Une correction peut être nécessaire

Si vous constatez vous-même une erreur après l'envoi, il est recommandé de prendre connaissance des modalités de régularisation admises par l'administration fiscale. Selon la nature de l'erreur, une démarche corrective peut être possible. Là encore, il convient de se référer aux consignes administratives actualisées avant d'agir.

Bonnes pratiques pour éviter les erreurs sur le CERFA 11824*24

La déclaration annuelle de taxe sur les salaires est un document de synthèse fiscale. Elle ne se remplit pas correctement sans méthode. Quelques réflexes permettent de sécuriser la démarche.

Contrôler la cohérence des montants

Les montants inscrits sur le formulaire doivent pouvoir être rapprochés des documents internes de l'entreprise. Une déclaration cohérente est une déclaration dont chaque chiffre peut être justifié.

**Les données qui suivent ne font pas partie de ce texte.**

//! OCR noise cleanup applied before any field extraction.
//!
//! Extractors downstream are line-oriented, so every repair here keeps line
//! boundaries intact; only runs of horizontal whitespace and stacks of blank
//! lines are collapsed.

use once_cell::sync::Lazy;
use regex::{Captures, Regex};

/// Unicode quote variants OCR emits in place of ASCII punctuation.
const QUOTE_VARIANTS: [char; 7] = [
    '\u{2018}', '\u{2019}', '\u{201C}', '\u{201D}', '\u{0060}', '\u{00B4}', '\u{2032}',
];

/// Literal OCR misreads, applied in order until none match. A replacement is
/// never longer than its pattern and always drops a confusable character.
const LITERAL_FIXES: [(&str, &str); 11] = [
    ("OS /", "05 /"),
    ("OB /", "08 /"),
    ("OI /", "01 /"),
    ("/-", "-"),
    ("I/", "/"),
    ("|/", "/"),
    ("\\ /", ""),
    ("OS '/", "05 /"),
    ("OB '/", "08 /"),
    ("OI '/", "01 /"),
    ("O5 '/", "05 /"),
];

static RE_HSPACE: Lazy<Regex> = Lazy::new(|| Regex::new(r"[ \t]+").unwrap());
static RE_BLANK_RUN: Lazy<Regex> = Lazy::new(|| Regex::new(r"\n\s*\n\s*\n+").unwrap());
static RE_DIGIT_BACKSLASH: Lazy<Regex> = Lazy::new(|| Regex::new(r"(\d)\\\s*/").unwrap());
static RE_DIGIT_APOSTROPHE: Lazy<Regex> = Lazy::new(|| Regex::new(r"(\d{2,3})\s*'\s*/").unwrap());
// Registration-number shaped tokens: 451/KS.O2.OO, B-123/PEM/2025
static RE_NUMBER_SHAPE: Lazy<Regex> =
    Lazy::new(|| Regex::new(r"(?i)\b[A-Z0-9Ol]{1,8}[\-/.][A-Z0-9Ol.\-/]{2,}\b").unwrap());

/// Clean OCR artifacts from raw document text.
///
/// Total and pure: empty input yields empty output. The result is a fixed
/// point, so `normalize(&normalize(t)) == normalize(t)`.
pub fn normalize(raw: &str) -> String {
    let mut current = raw.trim().to_string();
    // each pass only shortens the text or removes confusable characters
    for _ in 0..8 {
        let next = normalize_pass(&current);
        if next == current {
            break;
        }
        current = next;
    }
    current
}

fn normalize_pass(text: &str) -> String {
    if text.is_empty() {
        return String::new();
    }

    let mut t: String = text
        .replace("\r\n", "\n")
        .chars()
        .map(|c| if QUOTE_VARIANTS.contains(&c) { ' ' } else { c })
        .collect();
    t = RE_HSPACE.replace_all(&t, " ").into_owned();

    loop {
        let mut changed = false;
        for (from, to) in LITERAL_FIXES {
            if t.contains(from) {
                t = t.replace(from, to);
                changed = true;
            }
        }
        if !changed {
            break;
        }
    }

    t = RE_DIGIT_BACKSLASH.replace_all(&t, "${1}/").into_owned();
    t = RE_DIGIT_APOSTROPHE.replace_all(&t, "${1} /").into_owned();
    t = RE_NUMBER_SHAPE
        .replace_all(&t, |caps: &Captures| caps[0].replace('O', "0").replace('l', "1"))
        .into_owned();

    t = RE_HSPACE.replace_all(&t, " ").into_owned();
    t = RE_BLANK_RUN.replace_all(&t, "\n\n").into_owned();
    t.trim().to_string()
}

/// Collapse internal whitespace and trim label punctuation from a value.
/// All-caps values are converted to title case.
pub(crate) fn normalize_line(value: &str) -> Option<String> {
    let collapsed = value.split_whitespace().collect::<Vec<_>>().join(" ");
    let cleaned = collapsed.trim_matches(|c| c == ' ' || c == ':' || c == '-');
    if cleaned.is_empty() {
        return None;
    }
    if is_upper(cleaned) {
        return Some(title_case(cleaned));
    }
    Some(cleaned.to_string())
}

/// True when the text has at least one cased character and no lowercase ones.
pub(crate) fn is_upper(s: &str) -> bool {
    let mut cased = false;
    for c in s.chars() {
        if c.is_lowercase() {
            return false;
        }
        if c.is_uppercase() {
            cased = true;
        }
    }
    cased
}

/// Upper-case the first letter of every letter run, lower-case the rest.
pub(crate) fn title_case(s: &str) -> String {
    let mut out = String::with_capacity(s.len());
    let mut prev_cased = false;
    for c in s.chars() {
        if c.is_alphabetic() {
            if prev_cased {
                out.extend(c.to_lowercase());
            } else {
                out.extend(c.to_uppercase());
            }
            prev_cased = true;
        } else {
            out.push(c);
            prev_cased = false;
        }
    }
    out
}

/// Lines of `text`, trimmed, blank ones dropped.
pub(crate) fn non_blank_lines(text: &str) -> Vec<&str> {
    text.lines().map(str::trim).filter(|l| !l.is_empty()).collect()
}

/// First `n` characters of `text`, respecting char boundaries.
pub(crate) fn prefix_chars(text: &str, n: usize) -> &str {
    match text.char_indices().nth(n) {
        Some((idx, _)) => &text[..idx],
        None => text,
    }
}

#[cfg(test)]
mod tests {
    use super::*;

    #[test]
    fn title_case_matches_word_starts() {
        assert_eq!(title_case("UNDANGAN RAPAT RT 05"), "Undangan Rapat Rt 05");
        assert_eq!(title_case("451/KS"), "451/Ks");
    }

    #[test]
    fn is_upper_requires_a_cased_char() {
        assert!(is_upper("PERMOHONAN 12"));
        assert!(!is_upper("12/34"));
        assert!(!is_upper("Permohonan"));
    }

    #[test]
    fn prefix_chars_handles_multibyte() {
        assert_eq!(prefix_chars("ééé", 2), "éé");
        assert_eq!(prefix_chars("ab", 10), "ab");
    }

    #[test]
    fn normalize_line_strips_label_punctuation() {
        assert_eq!(normalize_line(" :  Undangan   Rapat - ").as_deref(), Some("Undangan Rapat"));
        assert_eq!(normalize_line(" : - "), None);
    }
}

Si un total ne correspond ni à la paie ni aux versements déjà effectués, une vérification est nécessaire avant dépôt.

Ne pas confondre déclaration annuelle et paiements antérieurs

Le formulaire de liquidation et de régularisation ne remplace pas rétroactivement les opérations déjà réalisées. Il vient les consolider. Il faut donc bien distinguer :

  • ce qui a déjà été payé ou déclaré au cours de la période,
  • ce qui relève de l'arrêté final de la taxe sur les salaires,
  • ce qui constitue un éventuel ajustement.

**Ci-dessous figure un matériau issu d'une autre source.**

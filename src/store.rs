//! Filing a processed document under the archive root.

use std::path::{Path, PathBuf};

use chrono::Utc;
use serde::{Deserialize, Serialize};
use thiserror::Error;
use tracing::info;

use crate::extract::extension_for_mime;
use crate::pipeline::ProcessedDocument;

#[derive(Debug, Error)]
pub enum StoreError {
    #[error("WriteFailed: {0}")]
    WriteFailed(String),
}

#[derive(Debug, Clone, Serialize, Deserialize)]
pub struct StoredPaths {
    pub folder: String,
    pub original_path: String,
    pub text_path: Option<String>,
    pub meta_path: String,
}

/// Write the original, its text and `metadata.json` into the document's folder.
///
/// An existing original with other content is kept; the new one gets a
/// `original_<unix-seconds>.<ext>` name instead.
pub fn store_document(root: &Path, doc: &ProcessedDocument, original_bytes: &[u8]) -> Result<StoredPaths, StoreError> {
    let dir = doc.folder.under(root);
    std::fs::create_dir_all(&dir).map_err(|e| StoreError::WriteFailed(e.to_string()))?;

    let now = Utc::now();
    let ext = extension_for_mime(&doc.mime_type);
    let mut original_path = dir.join(format!("original.{ext}"));
    if original_path.exists() {
        let existing = std::fs::read(&original_path).map_err(|e| StoreError::WriteFailed(e.to_string()))?;
        if sha256_hex(&existing) != doc.sha256 {
            original_path = dir.join(format!("original_{}.{ext}", now.timestamp()));
        }
    }
    write_atomic(&original_path, original_bytes)?;

    let text_path = if doc.text.is_empty() {
        None
    } else {
        let path = dir.join("text.txt");
        write_atomic(&path, doc.text.as_bytes())?;
        Some(path)
    };

    let file_original = original_path.file_name().map(|n| n.to_string_lossy().into_owned()).unwrap_or_default();
    let record = serde_json::json!({
        "uploaded_at": now.to_rfc3339(),
        "file_original": file_original,
        "mime_type": doc.mime_type,
        "size_bytes": doc.size_bytes,
        "hash_sha256": doc.sha256,
        "ocr_used": doc.ocr_used,
        "ocr_stats": doc.ocr_stats,
        "text_length": doc.text.chars().count(),
        "source_filename": doc.source_filename,
        "tahun": doc.parsed.tahun,
        "jenis": doc.parsed.jenis,
        "nomor": doc.nomor_final,
        "tanggal_surat": doc.parsed.tanggal_surat,
        "bulan": doc.bulan,
        "parsed": doc.parsed,
        "metadata_quality": doc.quality,
    });
    let meta_path = dir.join("metadata.json");
    let meta_bytes = serde_json::to_vec_pretty(&record).map_err(|e| StoreError::WriteFailed(e.to_string()))?;
    write_atomic(&meta_path, &meta_bytes)?;

    info!(folder = %dir.display(), original = %file_original, "document filed");
    Ok(StoredPaths {
        folder: dir.to_string_lossy().to_string(),
        original_path: original_path.to_string_lossy().to_string(),
        text_path: text_path.map(|p| p.to_string_lossy().to_string()),
        meta_path: meta_path.to_string_lossy().to_string(),
    })
}

// write to a sibling temp file, then rename over the target
fn write_atomic(path: &Path, bytes: &[u8]) -> Result<(), StoreError> {
    let tmp = tmp_path(path);
    std::fs::write(&tmp, bytes).map_err(|e| StoreError::WriteFailed(e.to_string()))?;
    std::fs::rename(&tmp, path).map_err(|e| StoreError::WriteFailed(e.to_string()))
}

fn tmp_path(path: &Path) -> PathBuf {
    let name = path.file_name().map(|n| n.to_string_lossy().into_owned()).unwrap_or_default();
    path.with_file_name(format!("{name}.tmp.{}", std::process::id()))
}

pub fn sha256_hex(bytes: &[u8]) -> String {
    use sha2::{Digest, Sha256};
    let mut hasher = Sha256::new();
    hasher.update(bytes);
    let out = hasher.finalize();
    out.iter().map(|b| format!("{:02x}", b)).collect()
}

Conserver un dossier justificatif complet

Au-delà du formulaire lui-même, la solidité du dossier repose sur les pièces de travail conservées par l'entreprise. Cette conservation est utile en cas de contrôle, de demande de précision ou de réexamen ultérieur de la situation fiscale.

Élément à conserver Utilité pratique
Copie du CERFA 11824*24 transmis Prouver le contenu exact de la déclaration déposée
États de paie et récapitulatifs de rémunérations Justifier la base retenue pour la taxe sur les salaires
Justificatifs des versements déjà effectués Vérifier les imputations et le solde final
Éléments relatifs à la situation TVA Expliquer le régime applicable à l'employeur
Échanges avec l'administration fiscale Tracer les corrections ou interprétations déjà admises

Mettre à jour sa veille administrative

Le formulaire a été vérifié par la DILA au 31 juillet 2025, mais cela ne dispense pas de contrôler, au moment de la démarche, si des consignes spécifiques ont évolué. En matière fiscale, les modalités déclaratives et de paiement peuvent être précisées par l'administration à travers ses services en ligne ou ses fiches pratiques.

Ce qu'il faut retenir avant d'utiliser ce formulaire

Le CERFA 11824*24, déclaration n° 2502, est le document de référence pour la liquidation annuelle et la régularisation de la taxe sur les salaires. Il s'adresse aux professionnels concernés par cette imposition et intervient à la fin du cycle déclaratif pour arrêter définitivement la situation fiscale de l'employeur.

Son utilisation demande de la rigueur. Il faut identifier la bonne période, réunir les éléments de rémunération, vérifier la situation de l'organisme au regard de la TVA, recenser les versements déjà effectués, puis établir un calcul final cohérent. La transmission doit être faite selon les modalités administratives applicables à votre situation, qu'il convient de vérifier directement auprès des sources officielles.

En l'absence de notice associée dans les métadonnées disponibles, le recours aux informations officielles de Service-Public.fr et, si besoin, de l'administration fiscale compétente, reste la meilleure garantie pour compléter correctement la déclaration. Lorsqu'un doute subsiste sur le calcul ou sur l'échéance, mieux vaut sécuriser la démarche en amont plutôt que corriger après dépôt.

Référence officielle consultable : Service-Public.fr, fiche DILA R18001, relative à la taxe sur les salaires et à la déclaration annuelle de liquidation et de régularisation.